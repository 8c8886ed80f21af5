//! Structured logging.
//!
//! # Responsibilities
//! - Initialize logging subsystem
//! - Configure log level from config, overridable via `RUST_LOG`
//!
//! # Design Decisions
//! - Uses tracing crate for structured logging
//! - JSON format for production, pretty format for development

use tracing_subscriber::{fmt, layer::SubscriberExt, util::SubscriberInitExt, EnvFilter};

use crate::config::ObservabilityConfig;

/// Build the filter directive used when `RUST_LOG` is unset.
pub fn default_directive(config: &ObservabilityConfig) -> String {
    format!(
        "deadline_supervisor={level},tower_http={level}",
        level = config.log_level
    )
}

/// Install the global tracing subscriber.
pub fn init_logging(config: &ObservabilityConfig) {
    let filter = EnvFilter::try_from_default_env()
        .unwrap_or_else(|_| default_directive(config).into());

    let registry = tracing_subscriber::registry().with(filter);
    if config.log_format == "json" {
        registry.with(fmt::layer().json()).init();
    } else {
        registry.with(fmt::layer()).init();
    }
}

#[cfg(test)]
mod tests {
    use super::*;

    #[test]
    fn test_default_directive_uses_level() {
        let config = ObservabilityConfig {
            log_level: "debug".into(),
            ..Default::default()
        };
        assert_eq!(
            default_directive(&config),
            "deadline_supervisor=debug,tower_http=debug"
        );
        assert!(default_directive(&config).parse::<EnvFilter>().is_ok());
    }
}
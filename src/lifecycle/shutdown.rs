//! Shutdown coordination for the service.

use tokio::sync::broadcast;
use tokio::task::JoinHandle;

use crate::lifecycle::signals::shutdown_signal;

/// Coordinator for graceful shutdown.
///
/// Provides a broadcast channel that the server and background tasks
/// subscribe to.
#[derive(Debug, Clone)]
pub struct Shutdown {
    tx: broadcast::Sender<()>,
}

impl Shutdown {
    /// Create a new shutdown coordinator.
    pub fn new() -> Self {
        let (tx, _) = broadcast::channel(1);
        Self { tx }
    }

    /// Subscribe to the shutdown signal.
    pub fn subscribe(&self) -> broadcast::Receiver<()> {
        self.tx.subscribe()
    }

    /// Trigger the shutdown signal.
    pub fn trigger(&self) {
        tracing::debug!(subscribers = self.tx.receiver_count(), "Triggering shutdown");
        let _ = self.tx.send(());
    }

    /// Trigger shutdown when the process receives SIGINT or SIGTERM.
    pub fn trigger_on_signal(&self) -> JoinHandle<()> {
        let shutdown = self.clone();
        tokio::spawn(async move {
            shutdown_signal().await;
            shutdown.trigger();
        })
    }

    /// Get the number of active subscribers.
    pub fn receiver_count(&self) -> usize {
        self.tx.receiver_count()
    }
}

impl Default for Shutdown {
    fn default() -> Self {
        Self::new()
    }
}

=== EXERCISE OBJECTIVE ===
Would you give the number of lines above that hold "registry"? Only the number is needed.

=== THE COMPLETED TASK ===
3